Regina placed a hand on Emma’s arm under the table, which helped Emma steady her annoyance at her mother’s inappropriate nosiness. “I’ll decide when I get the official invitation.” She took a deep breath and remembered part of the point of the dinner was to impress upon her mother her commitment with Regina. Emma forced a smile, “But if we did get it today, then yes—of course, I would be bringing Regina.”

“Wonderful,” Mary Margaret replied cheerily while carefully observing Regina’s polite mask to see if Emma’s response affected her.
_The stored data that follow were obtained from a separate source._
//! Statistical helpers for sampled fields and fixture arrangements

/// Arithmetic mean, or 0.0 for an empty slice
pub fn mean(values: &[f64]) -> f64 {
    if values.is_empty() {
        return 0.0;
    }
    values.iter().sum::<f64>() / values.len() as f64
}

/// Population standard deviation (divides by N), or 0.0 for an empty slice
pub fn population_std_dev(values: &[f64]) -> f64 {
    if values.is_empty() {
        return 0.0;
    }
    let mu = mean(values);
    let variance = values.iter().map(|v| (v - mu).powi(2)).sum::<f64>() / values.len() as f64;
    variance.sqrt()
}

/// Coefficient of variation expressed as a percentage: `100 * stddev / mean`.
///
/// Degenerate inputs are not errors here: an empty slice or a zero mean yields
/// 0.0 so callers can report "no spread" without special casing.
///
/// # Arguments
/// * `values` - Sample to measure
///
/// # Returns
/// CV in percent; lower means more uniform
pub fn coefficient_of_variation_pct(values: &[f64]) -> f64 {
    let mu = mean(values);
    if mu == 0.0 {
        return 0.0;
    }
    100.0 * population_std_dev(values) / mu
}
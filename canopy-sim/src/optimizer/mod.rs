//! Fixture layout search.
//!
//! The search is a sweep, not a general solver: each spacing in the
//! configured sweep produces one centred rectangular grid of fixtures, which is
//! simulated on a coarse sample grid and scored on closeness to the PPFD
//! target and on min/avg uniformity. Candidates averaging below a floor
//! fraction of the target (or over budget) are discarded. The best survivor
//! wins, ties going to the earlier spacing; if nothing survives a fixed
//! fallback spacing is used so a layout is always returned.
//!
//! Independently of the winner, the caller's current fixtures are run through
//! the diagnostic battery to produce improvement suggestions.

pub mod constraints;
pub mod diagnostics;
pub mod layout;

use log::{debug, info, warn};
use rayon::prelude::*;
use serde::{Deserialize, Serialize};
use shared::range_arg::RangeArg;
use shared::units::{PowerDensity, RatioExt};
use thiserror::Error;

use crate::config::SimulationConfig;
use crate::field::grid::{GridError, SampleGrid};
use crate::field::irradiance::{compute_field, FieldError};
use crate::field::stats::{summarize, FieldStatistics};
use crate::hardware::fixture::models::LED_BAR_680W;
use crate::hardware::fixture::{Fixture, FixtureError, FixtureModel};
use crate::hardware::room::{Room, RoomError};
use crate::photometry::point_source::CalibrationError;

pub use constraints::{ConstraintError, GoalWeights, OptimizationConstraints, PpfdRange};
pub use diagnostics::{
    run_diagnostics, DiagnosticThresholds, OptimizationSuggestion, Priority, SuggestionKind,
};
pub use layout::{
    fixture_spacing_cv, grid_layout, layout_cost, spacing_candidates, LayoutError,
    MAX_LAYOUT_FIXTURES,
};

/// Error types for layout search. Only malformed input is an error; a search
/// that finds nothing acceptable still succeeds via the fallback layout.
#[derive(Error, Debug, Clone, PartialEq)]
pub enum OptimizeError {
    #[error("invalid room: {0}")]
    Room(#[from] RoomError),
    #[error("invalid fixture #{index}: {source}")]
    Fixture {
        index: usize,
        #[source]
        source: FixtureError,
    },
    #[error("invalid constraints: {0}")]
    Constraints(#[from] ConstraintError),
    #[error("invalid optimizer policy: {parameter} = {value}")]
    Policy { parameter: &'static str, value: f64 },
    #[error("invalid default fixture model: {0}")]
    DefaultModel(FixtureError),
    #[error("invalid spacing sweep: {0}")]
    Layout(#[from] LayoutError),
    #[error("invalid calibration: {0}")]
    Calibration(#[from] CalibrationError),
    #[error("invalid sample grid: {0}")]
    Grid(#[from] GridError),
    #[error("field computation failed: {0}")]
    Field(#[from] FieldError),
}

/// 1.5 to 3.0 room units in quarter steps
pub const DEFAULT_SPACING_SWEEP: RangeArg = RangeArg::from_literals(1.5, 3.0, 0.25, 7);

/// Search policy: the sweep, its acceptance rule and its fallback
#[derive(Debug, Clone, PartialEq, Serialize, Deserialize)]
#[serde(default)]
pub struct OptimizerPolicy {
    /// Fixture spacings to try, in room units
    pub spacing_sweep: RangeArg,
    /// Candidates averaging below this fraction of the target are rejected
    pub acceptance_floor: f64,
    /// Spacing used when every candidate is rejected
    pub fallback_spacing: f64,
    /// Goal weights when the constraints do not carry their own
    pub default_weights: GoalWeights,
    /// Distance below the ceiling for fixtures built from `default_model`
    pub mounting_clearance: f64,
    /// Sample grid resolution used while scoring candidates
    pub coarse_resolution: f64,
    /// Model laid out when the caller supplies no emitting fixture
    pub default_model: FixtureModel,
}

impl Default for OptimizerPolicy {
    fn default() -> Self {
        Self {
            spacing_sweep: DEFAULT_SPACING_SWEEP,
            acceptance_floor: 0.8,
            fallback_spacing: 2.0,
            default_weights: GoalWeights::default(),
            mounting_clearance: 0.3,
            coarse_resolution: 0.5,
            default_model: LED_BAR_680W.clone(),
        }
    }
}

impl OptimizerPolicy {
    pub fn validate(&self) -> Result<(), OptimizeError> {
        let checks = [
            ("acceptance_floor", self.acceptance_floor, self.acceptance_floor >= 0.0),
            ("fallback_spacing", self.fallback_spacing, self.fallback_spacing > 0.0),
            ("mounting_clearance", self.mounting_clearance, self.mounting_clearance >= 0.0),
            ("coarse_resolution", self.coarse_resolution, self.coarse_resolution > 0.0),
        ];
        for (parameter, value, ok) in checks {
            if !(ok && value.is_finite()) {
                return Err(OptimizeError::Policy { parameter, value });
            }
        }
        self.default_weights.validate()?;
        self.default_model
            .validate()
            .map_err(OptimizeError::DefaultModel)?;
        spacing_candidates(&self.spacing_sweep)?;
        Ok(())
    }
}

/// Why a candidate was discarded
#[derive(Debug, Clone, Copy, PartialEq, Serialize, Deserialize)]
#[serde(rename_all = "snake_case")]
pub enum Rejection {
    BelowFloor,
    OverBudget,
}

/// Outcome of simulating one candidate spacing
#[derive(Debug, Clone, PartialEq, Serialize, Deserialize)]
pub struct CandidateScore {
    pub spacing: f64,
    pub fixture_count: usize,
    /// Statistics on the coarse search grid
    pub statistics: FieldStatistics,
    pub score: f64,
    pub cost: Option<f64>,
    pub rejection: Option<Rejection>,
}

impl CandidateScore {
    pub fn accepted(&self) -> bool {
        self.rejection.is_none()
    }
}

#[derive(Debug, Clone, PartialEq, Serialize, Deserialize)]
pub struct OptimizationResult {
    /// Recommended fixtures
    pub layout: Vec<Fixture>,
    /// Spacing that produced `layout`
    pub spacing: f64,
    /// Statistics of `layout` at the report resolution
    pub statistics: FieldStatistics,
    pub score: f64,
    pub power_density: PowerDensity,
    /// True when no candidate passed and the fallback spacing was used
    pub used_fallback: bool,
    /// Every candidate in sweep order
    pub candidates: Vec<CandidateScore>,
    /// Statistics of the caller's own fixtures at the report resolution
    pub baseline: FieldStatistics,
    pub suggestions: Vec<OptimizationSuggestion>,
}

/// Score in [0, 1]: weighted closeness of the average to the target and
/// min/avg uniformity
pub fn score_statistics(
    statistics: &FieldStatistics,
    constraints: &OptimizationConstraints,
    weights: &GoalWeights,
) -> f64 {
    let target = constraints.target_ppfd.value();
    let average = statistics.average.value();
    let closeness = (1.0 - (average - target).abs() / target).max(0.0);
    let uniformity = statistics.uniformity.min_avg.as_fraction();
    weights.combine(closeness, uniformity)
}

/// Index of the highest-scoring accepted candidate; the earliest wins ties
pub fn select_best(candidates: &[CandidateScore]) -> Option<usize> {
    let mut best: Option<usize> = None;
    for (index, candidate) in candidates.iter().enumerate() {
        if !candidate.accepted() {
            continue;
        }
        if best.map_or(true, |b| candidate.score > candidates[b].score) {
            best = Some(index);
        }
    }
    best
}

struct Search<'a> {
    room: &'a Room,
    constraints: &'a OptimizationConstraints,
    config: &'a SimulationConfig,
    weights: GoalWeights,
    template: Fixture,
    grid: SampleGrid,
}

impl Search<'_> {
    fn evaluate(&self, spacing: f64) -> Result<(Vec<Fixture>, CandidateScore), OptimizeError> {
        let layout = grid_layout(self.room, spacing, &self.template)?;
        let field = compute_field(
            self.room,
            &layout,
            &self.grid,
            self.config.working_height,
            &self.config.calibration,
        )?;
        let statistics = summarize(&field);
        let score = score_statistics(&statistics, self.constraints, &self.weights);
        let cost = layout_cost(&layout);

        let floor = self.constraints.target_ppfd * self.config.optimizer.acceptance_floor;
        let over_budget = matches!(
            (self.constraints.budget, cost),
            (Some(budget), Some(cost)) if cost > budget
        );
        let rejection = if statistics.average < floor {
            Some(Rejection::BelowFloor)
        } else if over_budget {
            Some(Rejection::OverBudget)
        } else {
            None
        };

        debug!(
            "Candidate spacing {:.2}: {} fixtures, avg {:.1}, score {:.4}, rejection {:?}",
            spacing,
            layout.len(),
            statistics.average,
            score,
            rejection
        );

        let candidate = CandidateScore {
            spacing,
            fixture_count: layout.len(),
            statistics,
            score,
            cost,
            rejection,
        };
        Ok((layout, candidate))
    }
}

/// Statistics of `fixtures` in `room` at the configured report resolution
fn report_statistics(
    room: &Room,
    fixtures: &[Fixture],
    config: &SimulationConfig,
) -> Result<FieldStatistics, OptimizeError> {
    let grid = SampleGrid::build(room, config.report_resolution)?;
    let field = compute_field(room, fixtures, &grid, config.working_height, &config.calibration)?;
    Ok(summarize(&field))
}

/// Search spacings for the best fixture grid and diagnose the current design.
///
/// Never fails for well-formed input: an empty fixture list lays out the
/// configured default model, a zero-area room returns an empty layout with
/// the add-fixtures suggestions, and a sweep with no acceptable candidate
/// falls back to the fixed spacing.
///
/// # Arguments
/// * `room` - Room to light; width or length may be zero
/// * `fixtures` - The caller's current fixtures; the first emitting one is
///   the template for generated layouts
/// * `constraints` - Targets and limits, never modified
/// * `config` - Calibration, resolutions and search policy
pub fn optimize_lighting_design(
    room: &Room,
    fixtures: &[Fixture],
    constraints: &OptimizationConstraints,
    config: &SimulationConfig,
) -> Result<OptimizationResult, OptimizeError> {
    room.validate_allowing_empty_footprint()?;
    for (index, fixture) in fixtures.iter().enumerate() {
        fixture
            .validate()
            .map_err(|source| OptimizeError::Fixture { index, source })?;
    }
    constraints.validate()?;
    config.calibration.validate()?;
    let policy = &config.optimizer;
    policy.validate()?;

    let weights = constraints.weights.unwrap_or(policy.default_weights);

    if room.has_empty_footprint() {
        warn!("Room has an empty footprint; no layout to search");
        let empty = FieldStatistics::zero(0);
        return Ok(OptimizationResult {
            layout: Vec::new(),
            spacing: policy.fallback_spacing,
            statistics: empty,
            score: 0.0,
            power_density: PowerDensity::ZERO,
            used_fallback: true,
            candidates: Vec::new(),
            baseline: empty,
            suggestions: run_diagnostics(room, fixtures, &empty, constraints, &config.diagnostics),
        });
    }

    let template = match fixtures.iter().find(|f| f.is_emitting()) {
        Some(fixture) => fixture.clone(),
        None => policy
            .default_model
            .place(0.0, 0.0, room.height - policy.mounting_clearance),
    };

    let search = Search {
        room,
        constraints,
        config,
        weights,
        template,
        grid: SampleGrid::build(room, policy.coarse_resolution)?,
    };

    let spacings = spacing_candidates(&policy.spacing_sweep)?;
    let (mut layouts, candidates): (Vec<_>, Vec<_>) = spacings
        .par_iter()
        .map(|&spacing| search.evaluate(spacing))
        .collect::<Result<Vec<_>, _>>()?
        .into_iter()
        .unzip();

    // Sequential reduction in sweep order keeps ties on the first spacing
    let (layout, spacing, score, used_fallback) = match select_best(&candidates) {
        Some(index) => {
            let candidate = &candidates[index];
            (
                std::mem::take(&mut layouts[index]),
                candidate.spacing,
                candidate.score,
                false,
            )
        }
        None => {
            warn!(
                "No spacing in {} met the acceptance rule; falling back to {:.2}",
                policy.spacing_sweep, policy.fallback_spacing
            );
            let (layout, candidate) = search.evaluate(policy.fallback_spacing)?;
            (layout, candidate.spacing, candidate.score, true)
        }
    };

    let statistics = report_statistics(room, &layout, config)?;
    let power_density = room.power_density(&layout);
    info!(
        "Selected spacing {:.2}: {} fixtures, avg {:.1}, min/avg {:.3}, {:.1}",
        spacing,
        layout.len(),
        statistics.average,
        statistics.uniformity.min_avg.as_fraction(),
        power_density
    );

    let baseline = report_statistics(room, fixtures, config)?;
    let suggestions = run_diagnostics(room, fixtures, &baseline, constraints, &config.diagnostics);

    Ok(OptimizationResult {
        layout,
        spacing,
        statistics,
        score,
        power_density,
        used_fallback,
        candidates,
        baseline,
        suggestions,
    })
}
Would be offended by Emma’s initial defensive outburst or would Regina think Emma was moving too quickly to assume they would be going to a wedding so far in advance? She was disappointed either way since Regina remained calmly polite.

Elsa too was surprised her mother had asked, but then again, maybe she wasn’t. Mom was overly protective and, well, nosy. She was probably just trying to make sure Regina was good enough for Emma—that didn’t mean Elsa thought it was okay though. She gave Emma a sympathetic look and tried to redirect the conversation to an actual discussion of specific wedding preparations.

Talk of dates, possible venues, and various other arrangements were able to last all the way through ordering their food and receiving their salads, but the peace wasn’t to last. Elsa and Merida, as the lucky few sitting next to the kids, were drawn into arbitrating some dispute, leaving an opening.

Once more Mary Margaret attempted to catch Emma and Regina off guard to better understand what she saw as an unlikely relationship. To test her theory that Regina was too…too snobby for Emma, she asked, “Doesn’t that all sound lovely?”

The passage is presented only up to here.